**THE PROBLEM:**
Find the lines of the listing that contain the string "Delivery", and return them.

★ ★ ★ ★ ★ ★ ★

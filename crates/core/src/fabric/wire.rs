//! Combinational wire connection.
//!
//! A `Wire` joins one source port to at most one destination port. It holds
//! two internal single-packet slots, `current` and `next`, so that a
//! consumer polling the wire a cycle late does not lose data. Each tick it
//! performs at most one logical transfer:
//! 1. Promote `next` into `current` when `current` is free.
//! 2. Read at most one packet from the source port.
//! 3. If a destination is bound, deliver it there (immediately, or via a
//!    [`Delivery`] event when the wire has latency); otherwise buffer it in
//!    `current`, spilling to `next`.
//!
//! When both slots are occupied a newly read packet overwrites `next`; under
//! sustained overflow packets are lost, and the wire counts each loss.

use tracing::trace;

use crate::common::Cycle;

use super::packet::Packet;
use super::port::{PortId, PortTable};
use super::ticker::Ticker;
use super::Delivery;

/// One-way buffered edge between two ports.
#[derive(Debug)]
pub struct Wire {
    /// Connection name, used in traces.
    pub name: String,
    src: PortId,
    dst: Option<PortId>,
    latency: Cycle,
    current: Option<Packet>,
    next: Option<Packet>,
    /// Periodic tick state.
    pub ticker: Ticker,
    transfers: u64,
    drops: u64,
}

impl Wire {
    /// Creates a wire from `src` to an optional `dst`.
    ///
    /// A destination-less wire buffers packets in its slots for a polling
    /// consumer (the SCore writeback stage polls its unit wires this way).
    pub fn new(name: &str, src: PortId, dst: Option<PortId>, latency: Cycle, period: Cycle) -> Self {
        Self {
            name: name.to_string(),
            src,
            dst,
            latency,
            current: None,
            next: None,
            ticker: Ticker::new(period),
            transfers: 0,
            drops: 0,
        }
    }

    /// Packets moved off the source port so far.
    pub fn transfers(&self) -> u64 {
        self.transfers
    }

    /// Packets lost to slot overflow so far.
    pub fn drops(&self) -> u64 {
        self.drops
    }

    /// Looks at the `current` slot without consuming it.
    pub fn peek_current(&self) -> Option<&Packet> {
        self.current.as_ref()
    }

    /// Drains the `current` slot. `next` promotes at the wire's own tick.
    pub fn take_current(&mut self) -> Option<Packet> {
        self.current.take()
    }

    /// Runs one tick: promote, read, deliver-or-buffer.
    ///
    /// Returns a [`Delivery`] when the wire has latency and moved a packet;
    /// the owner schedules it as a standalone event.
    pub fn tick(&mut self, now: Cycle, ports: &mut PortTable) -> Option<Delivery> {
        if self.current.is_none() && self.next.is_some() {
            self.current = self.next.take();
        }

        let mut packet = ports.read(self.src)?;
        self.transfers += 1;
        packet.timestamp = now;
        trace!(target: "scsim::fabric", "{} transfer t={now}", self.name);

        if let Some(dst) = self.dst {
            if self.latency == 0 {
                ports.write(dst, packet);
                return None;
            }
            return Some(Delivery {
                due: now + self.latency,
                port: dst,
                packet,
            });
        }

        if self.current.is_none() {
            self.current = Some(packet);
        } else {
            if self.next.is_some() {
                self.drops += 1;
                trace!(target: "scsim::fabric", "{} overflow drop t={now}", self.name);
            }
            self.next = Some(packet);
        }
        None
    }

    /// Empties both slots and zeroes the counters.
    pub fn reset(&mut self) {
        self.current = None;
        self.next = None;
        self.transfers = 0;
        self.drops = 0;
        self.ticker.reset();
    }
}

★ ★ ★ ★ ★ ★ ★

**RESULT:**
//!    [`Delivery`] event when the wire has latency); otherwise buffer it in
use super::Delivery;
    /// Returns a [`Delivery`] when the wire has latency and moved a packet;
    pub fn tick(&mut self, now: Cycle, ports: &mut PortTable) -> Option<Delivery> {
            return Some(Delivery {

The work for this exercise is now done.